The potential change has been a matter of speculation for months, and was the subject at a volatile NFLPA agent meeting at the NFL combine, where agents and members of the NFLPA raised their voices at one another other.
“I would describe it as passionate,” DeOssie said.

When NFLPA Executive Director DeMaurice Smith started the meeting by asking the agents if they had any questions, an agent asked about the rumored fee cut. Smith, according to multiple agents, asked the agent where he had heard the information, rather than answering the question, which set agents on edge.

“It immediately elevated the level of heat in the room,” said one agent who was there. “Now an intense interchange went on.”

The discussion involved questions about whether the NFLPA was going to cut the fees and whether the union had held a meeting about it with about 15 agents at its headquarters in Washington, D.C., in November. “It was so heated at times it was really hard to sit there,” the agent said.

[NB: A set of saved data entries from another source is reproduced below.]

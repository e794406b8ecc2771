use std::path::{Path, PathBuf};

use toolsdir_shell::Dialect;

/// One activation as requested by a dialect entry point.
#[derive(Debug, Clone, PartialEq, Eq)]
pub struct ActivationRequest {
    dialect: Dialect,
    forwarded_args: Vec<String>,
    working_directory: PathBuf,
}

impl ActivationRequest {
    #[must_use]
    pub fn new(dialect: Dialect, forwarded_args: Vec<String>, working_directory: PathBuf) -> Self {
        Self {
            dialect,
            forwarded_args,
            working_directory,
        }
    }

    #[must_use]
    pub fn dialect(&self) -> Dialect {
        self.dialect
    }

    /// Arguments handed to the generator verbatim, after the temp path and tag.
    #[must_use]
    pub fn forwarded_args(&self) -> &[String] {
        &self.forwarded_args
    }

    /// Directory that receives the temp script.
    #[must_use]
    pub fn working_directory(&self) -> &Path {
        &self.working_directory
    }
}

/// What the entry point could observe about how it was invoked.
///
/// Every field is optional; a shell that cannot report a value leaves it unset.
#[derive(Debug, Clone, Default, PartialEq, Eq)]
pub struct InvocationMetadata {
    /// `$0` in POSIX shells, `$MyInvocation.InvocationName` in PowerShell.
    pub invocation_name: Option<String>,
    /// `${BASH_SOURCE[0]}`: the path of the entry point script itself.
    pub script_path: Option<String>,
    /// `$MyInvocation.CommandOrigin` in PowerShell.
    pub command_origin: Option<String>,
    /// Major version of the running PowerShell.
    pub shell_version: Option<u32>,
}
use toolsdir_shell::{Command, Dialect};

use crate::scope::EnvChange;

/// Script the entry point evaluates in the caller's shell to apply `changes`.
///
/// Batch entry points read the script line by line through `for /f`, which
/// loses the launcher's exit code, so for batch the script ends by exiting
/// with `exit_code` itself.
#[must_use]
pub fn render_replay(dialect: Dialect, changes: &[EnvChange], exit_code: i32) -> String {
    let mut commands: Vec<Command> = changes.iter().map(EnvChange::to_command).collect();
    if dialect == Dialect::Batch {
        commands.push(Command::exit_with(exit_code));
    }
    dialect.visitor().render(&commands)
}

Another agent said that people appeared to be angry and that people on both sides raised their voices, but “nothing crazy.” Agents requested anonymity, saying they were not authorized to speak publicly on union business.

Asked whether agents and NFLPA members at the meeting raised their voices, Alexander replied, “Oh, yeah. And I was a guy who raised my voice, because I was getting frustrated, because I was hearing the same banter back and forth.”

Alexander said, too, that the agent who asked the question of Smith “kind of threw a backhanded jab at De, saying there is a rumor going through the media” about the fee cut, rather than asking him about it outright.

But the questions and comments from agents over the reduction in fees, as well as what has been known in the business as “the secret agent meeting,” went on for more than an hour, Alexander said. Agents wanted to know, among other things, why certain agents were invited and others were not. Agents were also upset that they had no voice or vote in rules that affect them, many agents said.

One agent, Chris Turnage, a partner in United Athlete Agency, a firm that represents 24 players in the league, volunteered at the meeting to be a spokesman for agents on issues affecting them.

Turnage said last week that he was organizing a committee of agents to help provide agents with a forum to present ideas and thoughts to the players association.

Both Alexander and DeOssie took issue with a Nov. 10 meeting they had with 15 agents being described as “a secret meeting.” But the agents who were not invited to that meeting said they never got a chance to talk about the issue of a fee reduction or even find out whether it was actually on the table until the meeting at the combine Feb. 25.

Agents argued at the combine meeting that they do many things for players other than negotiating contracts. Some said that, with the competition in the market now, they would be forced to quit being agents if the maximum is reduced.

“They stressed that to us vehemently,” DeOssie said. “Our reaction is sympathetic.”

But there are players who want to save money on what they spend on agents, DeOssie said.

The NFL agent fees are the lowest of all the team sports. The maximum fee in the NBA is 4 percent, and the NHL and MLB do not limit the fees agents can charge, but the norm is 4 percent to 5 percent there.

Alexander said he paid both of his agents 3 percent and was happy to do so. “But some people in our union don’t feel that way,” he said. “It comes up [at the NFLPA player meeting] every year. Guys talk about is there some way we can cap it or lower it,” Alexander said.

At the same time, Alexander said, the thing he is most concerned about is not knowing whether reducing the fees to 2 percent would drive some of the most talented agents out of the industry.

“That is what my fear is,” he said. “If that happens, that’s when you start hurting your own players.”